Facebook on Friday announced a partnership with Amazon to provide its developer community with a direct pipeline to build applications on Amazon’s Web Services architecture.
Facebook announced its developer platform last year to critical acclaim. In the months since, the APIs have set in motion an avalanche of widgets spreading across the Facebook ecosystem.
Generally oscillating somewhere between the strictly serious (branded ventures like National Geographic News) and the sublimely superfluous (Feed Cannibal Sue, Monkey Cliff Diving), the widget revolution has snowballed at least in some part because of the Facebook phenomenon.
They are engines of commerce and agents of distraction.

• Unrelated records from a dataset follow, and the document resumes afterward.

pub mod http;
pub mod router;
pub mod server;
pub mod state;
pub mod subsystems;
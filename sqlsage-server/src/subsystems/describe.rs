//! Data Describer: a short analyst-style summary of a result preview.

use sqlsage_core::TextGenerator;

pub const EMPTY_DATASET_MESSAGE: &str = "The dataset is empty. Please provide a valid dataset.";

const PREVIEW_ROWS: usize = 5;

/// Right-aligned text preview of the header plus the first few rows.
pub fn render_preview(headers: &[String], rows: &[Vec<String>]) -> String {
    let rows = &rows[..rows.len().min(PREVIEW_ROWS)];
    let widths: Vec<usize> = headers
        .iter()
        .enumerate()
        .map(|(i, h)| {
            rows.iter()
                .filter_map(|r| r.get(i))
                .map(|c| c.chars().count())
                .chain(std::iter::once(h.chars().count()))
                .max()
                .unwrap_or(0)
        })
        .collect();

    let mut out = vec![pad_line(headers, &widths)];
    for row in rows {
        out.push(pad_line(row, &widths));
    }
    out.join("\n")
}

fn pad_line(cells: &[String], widths: &[usize]) -> String {
    cells
        .iter()
        .zip(widths)
        .map(|(cell, width)| format!("{:>width$}", cell, width = width))
        .collect::<Vec<_>>()
        .join(" ")
}

pub fn describe_prompt(preview: &str) -> String {
    format!(
        "You are a data analyst. Analyze the following dataset and provide a brief description:

Dataset Preview:
{preview}

Include details about:
1. The type of data (e.g., sales, customer, product, etc.).
2. Key columns and their significance.
3. Any patterns or insights you can infer from the preview."
    )
}

/// Describe a result table. Failures are returned as text, never as errors.
pub async fn describe(generator: &dyn TextGenerator, headers: &[String], rows: &[Vec<String>]) -> String {
    if rows.is_empty() {
        return EMPTY_DATASET_MESSAGE.to_string();
    }

    let prompt = describe_prompt(&render_preview(headers, rows));
    match generator.generate(&prompt).await {
        Ok(text) => text.trim().to_string(),
        Err(e) => {
            tracing::warn!(error = %e, "Data description failed");
            format!("Error generating description: {}", e)
        }
    }
}

#[cfg(test)]
mod tests {
    use super::*;
    use async_trait::async_trait;
    use sqlsage_core::GenerationError;
    use std::sync::Mutex;

    struct Recording {
        prompts: Mutex<Vec<String>>,
        fail: bool,
    }

    #[async_trait]
    impl TextGenerator for Recording {
        async fn generate(&self, prompt: &str) -> Result<String, GenerationError> {
            self.prompts.lock().unwrap().push(prompt.to_string());
            if self.fail {
                Err(GenerationError::EmptyResponse)
            } else {
                Ok("  Sales data by customer.  ".to_string())
            }
        }

        fn name(&self) -> &str {
            "recording"
        }
    }

    fn strings(cells: &[&str]) -> Vec<String> {
        cells.iter().map(|s| s.to_string()).collect()
    }

    #[test]
    fn test_preview_is_aligned_and_truncated() {
        let headers = strings(&["name", "total_amount"]);
        let rows: Vec<Vec<String>> = (0..8).map(|i| strings(&[format!("c{}", i).as_str(), "$1.00"])).collect();
        let preview = render_preview(&headers, &rows);

        let lines: Vec<&str> = preview.lines().collect();
        assert_eq!(lines.len(), 1 + PREVIEW_ROWS);
        assert_eq!(lines[0], "name total_amount");
        assert_eq!(lines[1], format!("{:>4} {:>12}", "c0", "$1.00"));
    }

    #[tokio::test]
    async fn test_empty_dataset_skips_model() {
        let generator = Recording {
            prompts: Mutex::new(vec![]),
            fail: false,
        };
        let text = describe(&generator, &strings(&["n"]), &[]).await;
        assert_eq!(text, EMPTY_DATASET_MESSAGE);
        assert!(generator.prompts.lock().unwrap().is_empty());
    }

    #[tokio::test]
    async fn test_description_is_trimmed_model_text() {
        let generator = Recording {
            prompts: Mutex::new(vec![]),
            fail: false,
        };
        let text = describe(&generator, &strings(&["n"]), &[strings(&["1"])]).await;
        assert_eq!(text, "Sales data by customer.");
        assert!(generator.prompts.lock().unwrap()[0].contains("Dataset Preview:"));
    }

    #[tokio::test]
    async fn test_model_failure_becomes_text() {
        let generator = Recording {
            prompts: Mutex::new(vec![]),
            fail: true,
        };
        let text = describe(&generator, &strings(&["n"]), &[strings(&["1"])]).await;
        assert!(text.starts_with("Error generating description:"), "{}", text);
    }
}
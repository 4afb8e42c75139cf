use super::{Opcode, Program, Word, WORD};
use crate::error;
use crate::lang::{Class, Error, Lexer, Token, Type};
use log::debug;

type Result<T> = std::result::Result<T, Error>;

/// Compile a source buffer into a `Program`.
pub fn compile(source: &str) -> Result<Program> {
    Compiler::new(source).compile()
}

/// ## Compiler
///
/// Single-pass recursive descent: every grammar rule validates the
/// token stream and emits code as it goes; there is no syntax tree.
/// The running `expr_type` is what a rule's enclosing operator consults
/// to pick load/store widths and pointer scaling; it must be updated by
/// every expression form.
struct Compiler {
    lexer: Lexer,
    token: Token,
    program: Program,
    /// Value type of the most recently compiled (sub)expression.
    expr_type: Type,
    /// Frame slot count between the base pointer and the first
    /// parameter; local offsets hang off this.
    index_of_bp: i64,
}
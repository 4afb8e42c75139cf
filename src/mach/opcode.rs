/// ## Virtual machine instruction set
///
/// A single-accumulator stack machine. Operands follow their opcode as
/// separate words; interpretation is positional, decided by the opcode
/// in front. `a = b * 2` compiles to
/// `[Imm &a, Push, Imm &b, Li, Push, Imm 2, Mul, Si]`.

#[derive(Debug, Clone, Copy, PartialEq, Eq)]
pub enum Opcode {
    /// Accumulator = frame base + operand words.
    Lea,
    /// Accumulator = next code word.
    Imm,
    /// Unconditional branch to the operand address.
    Jmp,
    /// Push the return address, branch to the operand address.
    Call,
    /// Branch to the operand address if the accumulator is zero.
    Jz,
    /// Branch to the operand address if the accumulator is not zero.
    Jnz,
    /// Enter a frame: push base, base = stack, reserve operand words.
    Ent,
    /// Discard operand argument words from the stack.
    Adj,
    /// Leave a frame and return.
    Lev,
    /// Load the word at the accumulator address.
    Li,
    /// Load the byte at the accumulator address.
    Lc,
    /// Store the accumulator word at the popped address.
    Si,
    /// Store the accumulator byte at the popped address.
    Sc,
    /// Push the accumulator.
    Push,

    // Binary operations: pop the left operand, combine with the
    // accumulator, leave the result in the accumulator.
    Or,
    Xor,
    And,
    Eq,
    Ne,
    Lt,
    Gt,
    Le,
    Ge,
    Shl,
    Shr,
    Add,
    Sub,
    Mul,
    Div,
    Mod,

    // Built-in system calls, bridged to the host.
    Open,
    Read,
    Clos,
    Prtf,
    Malc,
    Mset,
    Mcmp,
    Exit,
}

impl Opcode {
    /// Words of trailing operand data.
    pub fn operands(self) -> usize {
        use Opcode::*;
        match self {
            Lea | Imm | Jmp | Call | Jz | Jnz | Ent | Adj => 1,
            _ => 0,
        }
    }

    /// The built-ins that resolve through the symbol table, in call
    /// number order matching their seeding in the compiler.
    pub const SYS: [Opcode; 8] = [
        Opcode::Open,
        Opcode::Read,
        Opcode::Clos,
        Opcode::Prtf,
        Opcode::Malc,
        Opcode::Mset,
        Opcode::Mcmp,
        Opcode::Exit,
    ];
}

/// One word of the code segment: an opcode or inline operand data.
#[derive(Debug, Clone, Copy, PartialEq, Eq)]
pub enum Word {
    Op(Opcode),
    Val(i64),
}

impl std::fmt::Display for Opcode {
    fn fmt(&self, f: &mut std::fmt::Formatter) -> std::fmt::Result {
        use Opcode::*;
        let s = match self {
            Lea => "LEA",
            Imm => "IMM",
            Jmp => "JMP",
            Call => "CALL",
            Jz => "JZ",
            Jnz => "JNZ",
            Ent => "ENT",
            Adj => "ADJ",
            Lev => "LEV",
            Li => "LI",
            Lc => "LC",
            Si => "SI",
            Sc => "SC",
            Push => "PUSH",
            Or => "OR",
            Xor => "XOR",
            And => "AND",
            Eq => "EQ",
            Ne => "NE",
            Lt => "LT",
            Gt => "GT",
            Le => "LE",
            Ge => "GE",
            Shl => "SHL",
            Shr => "SHR",
            Add => "ADD",
            Sub => "SUB",
            Mul => "MUL",
            Div => "DIV",
            Mod => "MOD",
            Open => "OPEN",
            Read => "READ",
            Clos => "CLOS",
            Prtf => "PRTF",
            Malc => "MALC",
            Mset => "MSET",
            Mcmp => "MCMP",
            Exit => "EXIT",
        };
        f.pad(s)
    }
}

impl std::fmt::Display for Word {
    fn fmt(&self, f: &mut std::fmt::Formatter) -> std::fmt::Result {
        match self {
            Word::Op(op) => write!(f, "{}", op),
            Word::Val(v) => write!(f, "{}", v),
        }
    }
}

And Facebook loves them.
With Friday’s announcement, Facebook creates an widely scalable conduit for its developers to use Amazon’s EC2 hosting service along with its S3 cloud-storage functionality to optimize the effectiveness of their apps.
Facebook developers have been able to use Amazon Web Services in the past, but this partnership introduces an adjustable pricing structure so that developers can scale back unpopular applications.
Amazon advertises that its infrastructure Web services enable Facebook applications to “reach Web-scale by scaling up and down seamlessly as demand dictates – with pay-as-you-go pricing and no upfront costs.”
Facebook and Amazon have created several resources for developers, including a calculator to estimate monthly costs, as well as plug-ins, command line tools and code samples.
Some of the popular applications already running on Facebook that are powered by Amazon include Booze Mail, iLike and SocialMoth Secrets.
The bottom line is that widgets drive engagement among Facebook users, translating to longer average stays on the site and deeper exploration of its bells and whistles – which in turn creates a more attractive environment for advertisers.
Amazon gets a pipeline of traffic to its hosting and storage services, as well as a branding opportunity (widgets can be stamped with a “Powered by Amazon Web Services” logo), and developers get reliable hosting with a fluid pricing model.